An essential factor in deciding on preoperative treatment for locally advanced rectal cancer is the risk of recurrence for each case. The recently highlighted TNT has been proven to improve DFS in locally advanced rectal cancer, and its application is expanding, especially in Western countries [1,2,3]. However, for cases that can be cured without TNT, it represents overtreatment. One of the current challenges is to clearly define the indications for TNT [25]. We expect that mrAI, which can classify relapse-free survival similarly to pathologic diagnosis based on MRI findings at the time of diagnosis, will play a significant role in rectal cancer treatment as multidisciplinary treatments evolve. Especially as mentioned above, there might be a concern among radiologists about missing the opportunity for preoperative treatment, which tends to lead to overestimation. The importance of a tool to support neutral judgment is immense. While MRI can evaluate factors such as extramural vascular invasion (EMVI) [26], lymph node metastasis [27], and tumor deposits [28] that also affect long-term prognosis, they are not assessed by the current mrAI. We have not explored these in this study but plan to do so in future research. Furthermore, with recent advances in ctDNA and multiomics analysis, individualization of colorectal cancer treatment is becoming a reality [29,30,31,32]. With these technological innovations, establishing a method to comprehensively evaluate the individual risks of advanced rectal cancer will help pave the way to future individualized treatment of rectal cancer.
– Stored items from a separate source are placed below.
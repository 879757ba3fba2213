//! Recording stand-ins for the external collaborators.
//!
//! Every stub appends to one shared [`EventLog`], so a test can assert
//! the exact interleaving of core, compositor and backend calls.

use std::collections::BTreeSet;
use std::sync::atomic::{AtomicBool, AtomicU64, Ordering};
use std::sync::{Arc, Mutex, MutexGuard, PoisonError};
use std::thread::{self, JoinHandle};
use std::time::{Duration, Instant};

use crossbeam_channel::{unbounded, Receiver, Sender};

use crate::audio::{AudioBackend, AudioReceiver};
use crate::core::CoreCommand;
use crate::error::{AudioError, LoadError, VideoError};
use crate::video::{Compositor, DisplayMode, DisplaySink, Rect, Surface, SurfaceId, SurfaceRole, VideoBackend};

fn lock<T>(mutex: &Mutex<T>) -> MutexGuard<'_, T> {
    mutex.lock().unwrap_or_else(PoisonError::into_inner)
}

/// Something a collaborator was asked to do.
#[derive(Debug, Clone, PartialEq)]
pub enum Event {
    /// Core: a display sink was added.
    AddDisplay(SurfaceId),
    /// Core: every display sink was detached.
    CloseAllDisplays,
    /// Core: an audio receiver was registered.
    AddAudioReceiver {
        /// Receiver frequency.
        frequency: u32,
        /// Receiver quality.
        high_quality: bool,
    },
    /// Core: every audio receiver was closed.
    CloseAllAudioReceivers,
    /// Core: emulation speed changed.
    SetFps(f32),
    /// Core: machine reset.
    Reset,
    /// Core: program loaded.
    Load(String),
    /// Compositor: input surface registered.
    InputAdded(SurfaceId),
    /// Compositor: every input surface dropped.
    InputsRemoved,
    /// Compositor: output surface set or cleared.
    OutputReplaced(Option<SurfaceId>),
    /// Compositor: painted-region highlighting toggled.
    PaintedRegions(bool),
    /// Video: output surface opened.
    OutputOpened(SurfaceId),
    /// Video: display surface opened.
    DisplayOpened(SurfaceId),
    /// Video: surface freed.
    Released(SurfaceId),
    /// Video: backend shut down.
    Shutdown,
    /// Audio: receiver opened by the backend.
    AudioOpened {
        /// Requested frequency.
        frequency: u32,
        /// Requested quality.
        high_quality: bool,
    },
}

/// Shared, ordered event recorder.
#[derive(Debug, Clone, Default)]
pub struct EventLog(Arc<Mutex<Vec<Event>>>);

impl EventLog {
    /// Create an empty log.
    pub fn new() -> Self {
        Self::default()
    }

    /// Append an event.
    pub fn push(&self, event: Event) {
        lock(&self.0).push(event);
    }

    /// Everything recorded so far.
    pub fn events(&self) -> Vec<Event> {
        lock(&self.0).clone()
    }

    /// Forget everything recorded so far.
    pub fn clear(&self) {
        lock(&self.0).clear();
    }

    /// Whether `event` was recorded.
    pub fn contains(&self, event: &Event) -> bool {
        lock(&self.0).contains(event)
    }

    /// Poll until `event` is recorded. Returns `false` on timeout.
    ///
    /// Fire-and-forget commands reach the stub core asynchronously.
    pub fn wait_for(&self, event: &Event, timeout: Duration) -> bool {
        let deadline = Instant::now() + timeout;
        while !self.contains(event) {
            if Instant::now() >= deadline {
                return false;
            }
            thread::sleep(Duration::from_millis(1));
        }
        true
    }

    /// Only the core's audio receiver events, in order.
    pub fn audio_events(&self) -> Vec<Event> {
        lock(&self.0)
            .iter()
            .filter(|e| matches!(e, Event::CloseAllAudioReceivers | Event::AddAudioReceiver { .. }))
            .cloned()
            .collect()
    }
}

#[derive(Debug, Default)]
struct Registrations {
    inputs: Vec<SurfaceId>,
    output: Option<SurfaceId>,
    painted_regions: bool,
    violations: Vec<String>,
}

/// Compositor double that tracks live registrations.
///
/// Registering a second surface of a role that is already filled is
/// recorded as a violation.
#[derive(Debug)]
pub struct RecordingCompositor {
    log: EventLog,
    state: Mutex<Registrations>,
}

impl RecordingCompositor {
    /// Create a compositor recording into `log`.
    pub fn new(log: &EventLog) -> Self {
        Self {
            log: log.clone(),
            state: Mutex::new(Registrations::default()),
        }
    }

    /// Registered input surfaces.
    pub fn inputs(&self) -> Vec<SurfaceId> {
        lock(&self.state).inputs.clone()
    }

    /// Registered output surface.
    pub fn output(&self) -> Option<SurfaceId> {
        lock(&self.state).output
    }

    /// Whether painted regions are highlighted.
    pub fn painted_regions(&self) -> bool {
        lock(&self.state).painted_regions
    }

    /// Every double registration seen so far.
    pub fn violations(&self) -> Vec<String> {
        lock(&self.state).violations.clone()
    }
}

impl Compositor for RecordingCompositor {
    fn add_input_surface(&self, surface: &Surface, _x: i32, _y: i32) {
        let mut state = lock(&self.state);
        if !state.inputs.is_empty() {
            let message = format!("{:?} added while {:?} registered", surface.id(), state.inputs);
            state.violations.push(message);
        }
        state.inputs.push(surface.id());
        self.log.push(Event::InputAdded(surface.id()));
    }

    fn remove_all_input_surfaces(&self) {
        lock(&self.state).inputs.clear();
        self.log.push(Event::InputsRemoved);
    }

    fn replace_output_surface(&self, surface: Option<&Surface>) {
        let mut state = lock(&self.state);
        let id = surface.map(Surface::id);
        if let (Some(new), Some(old)) = (id, state.output) {
            state.violations.push(format!("output {new:?} set over {old:?}"));
        }
        state.output = id;
        self.log.push(Event::OutputReplaced(id));
    }

    fn show_painted_regions(&self, enable: bool) {
        lock(&self.state).painted_regions = enable;
        self.log.push(Event::PaintedRegions(enable));
    }
}

/// Video backend double handing out numbered surfaces.
#[derive(Debug)]
pub struct StubVideo {
    log: EventLog,
    next_id: AtomicU64,
    failing: AtomicBool,
    live: Mutex<BTreeSet<SurfaceId>>,
}

impl StubVideo {
    /// Create a backend recording into `log`. Ids start at 1.
    pub fn new(log: &EventLog) -> Self {
        Self {
            log: log.clone(),
            next_id: AtomicU64::new(1),
            failing: AtomicBool::new(false),
            live: Mutex::new(BTreeSet::new()),
        }
    }

    /// Make every following open fail (or succeed again).
    pub fn set_failing(&self, failing: bool) {
        self.failing.store(failing, Ordering::Release);
    }

    /// Surfaces opened and not yet released, in id order.
    pub fn live(&self) -> Vec<SurfaceId> {
        lock(&self.live).iter().copied().collect()
    }

    fn allocate(&self) -> Result<SurfaceId, VideoError> {
        if self.failing.load(Ordering::Acquire) {
            return Err(VideoError("cannot set video mode".to_string()));
        }
        let id = SurfaceId(self.next_id.fetch_add(1, Ordering::AcqRel));
        lock(&self.live).insert(id);
        Ok(id)
    }
}

impl VideoBackend for StubVideo {
    fn open_output(&self, mode: DisplayMode) -> Result<Surface, VideoError> {
        let id = self.allocate()?;
        let (width, height) = mode.dimensions();
        self.log.push(Event::OutputOpened(id));
        Ok(Surface::new(id, SurfaceRole::Output, width, height))
    }

    fn open_display(&self, mode: DisplayMode) -> Result<(Surface, DisplaySink), VideoError> {
        let id = self.allocate()?;
        let (width, height) = mode.dimensions();
        self.log.push(Event::DisplayOpened(id));
        Ok(DisplaySink::pair(id, width, height))
    }

    fn release(&self, surface: Surface) {
        lock(&self.live).remove(&surface.id());
        self.log.push(Event::Released(surface.id()));
    }

    fn shutdown(&self) {
        self.log.push(Event::Shutdown);
    }
}

/// Receiver handed out by [`StubAudio`].
#[derive(Debug, Clone, Copy, PartialEq, Eq)]
pub struct StubReceiver {
    frequency: u32,
    high_quality: bool,
}

impl AudioReceiver for StubReceiver {
    fn frequency(&self) -> u32 {
        self.frequency
    }

    fn high_quality(&self) -> bool {
        self.high_quality
    }
}

/// Audio backend double. Can be told to fail.
#[derive(Debug)]
pub struct StubAudio {
    log: EventLog,
    failing: AtomicBool,
}

impl StubAudio {
    /// Create a backend recording into `log`.
    pub fn new(log: &EventLog) -> Self {
        Self {
            log: log.clone(),
            failing: AtomicBool::new(false),
        }
    }

    /// Make every following open fail (or succeed again).
    pub fn set_failing(&self, failing: bool) {
        self.failing.store(failing, Ordering::Release);
    }
}

impl AudioBackend for StubAudio {
    fn open(&self, frequency: u32, high_quality: bool) -> Result<Box<dyn AudioReceiver>, AudioError> {
        if self.failing.load(Ordering::Acquire) {
            return Err(AudioError("no audio device".to_string()));
        }
        self.log.push(Event::AudioOpened {
            frequency,
            high_quality,
        });
        Ok(Box::new(StubReceiver {
            frequency,
            high_quality,
        }))
    }
}

/// Spawn a core that consumes commands serially and acks every
/// blocking one. It exits once every sender is dropped.
///
/// Loading an empty image fails.
pub fn spawn_stub_core(log: &EventLog) -> (Sender<CoreCommand>, JoinHandle<()>) {
    let (commands, inbox) = unbounded();
    let log = log.clone();
    let handle = thread::spawn(move || run_stub_core(&log, &inbox));
    (commands, handle)
}

fn run_stub_core(log: &EventLog, inbox: &Receiver<CoreCommand>) {
    let mut displays: Vec<DisplaySink> = Vec::new();
    let mut receivers: Vec<Box<dyn AudioReceiver>> = Vec::new();

    for command in inbox {
        match command {
            CoreCommand::AddDisplay(sink) => {
                log.push(Event::AddDisplay(sink.surface()));
                let (width, height) = sink.size();
                let full = Rect::new(
                    0,
                    0,
                    u16::try_from(width).unwrap_or(u16::MAX),
                    u16::try_from(height).unwrap_or(u16::MAX),
                );
                sink.notify(vec![full]);
                displays.push(sink);
            }
            CoreCommand::CloseAllDisplays(done) => {
                displays.clear();
                log.push(Event::CloseAllDisplays);
                let _ = done.send(());
            }
            CoreCommand::AddAudioReceiver(receiver) => {
                log.push(Event::AddAudioReceiver {
                    frequency: receiver.frequency(),
                    high_quality: receiver.high_quality(),
                });
                receivers.push(receiver);
            }
            CoreCommand::CloseAllAudioReceivers(done) => {
                receivers.clear();
                log.push(Event::CloseAllAudioReceivers);
                let _ = done.send(());
            }
            CoreCommand::SetFps(fps) => log.push(Event::SetFps(fps)),
            CoreCommand::Reset(done) => {
                log.push(Event::Reset);
                let _ = done.send(());
            }
            CoreCommand::Load { name, program, done } => {
                log.push(Event::Load(name.clone()));
                let result = if program.data.is_empty() {
                    Err(LoadError(format!("{name}: empty image")))
                } else {
                    Ok(())
                };
                let _ = done.send(result);
            }
        }
    }
}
There are several limitations to this study. First, this study was retrospective, and therefore there is potential for bias. Because the MRIs were not obtained within a recent timeframe, in some cases the image quality was inferior compared with that of MRI obtained with standardized imaging protocols in Western countries [22, 33]. Second, our findings could not prove that the current mrAI is universally applicable across different vendors and imaging environments. However, optimizing the imaging environment for MRI can enhance the applicability of mrAI, and we believe this challenge can be adequately addressed in future. Third, we did not individually review the segmentation results extracted by mrAI for each case. The accuracy of these segmentation results needs to be prospectively accumulated and verified, ensuring proper imaging conditions.

In conclusion, we were able to verify the performance of mrAI, which we developed using multi-institutional data. By ensuring proper imaging conditions for MRI, the accuracy of the results of the mrAI analysis can be enhanced, and mrAI has the potential to provide feedback to radiologists without leading to overestimation of tumor stage.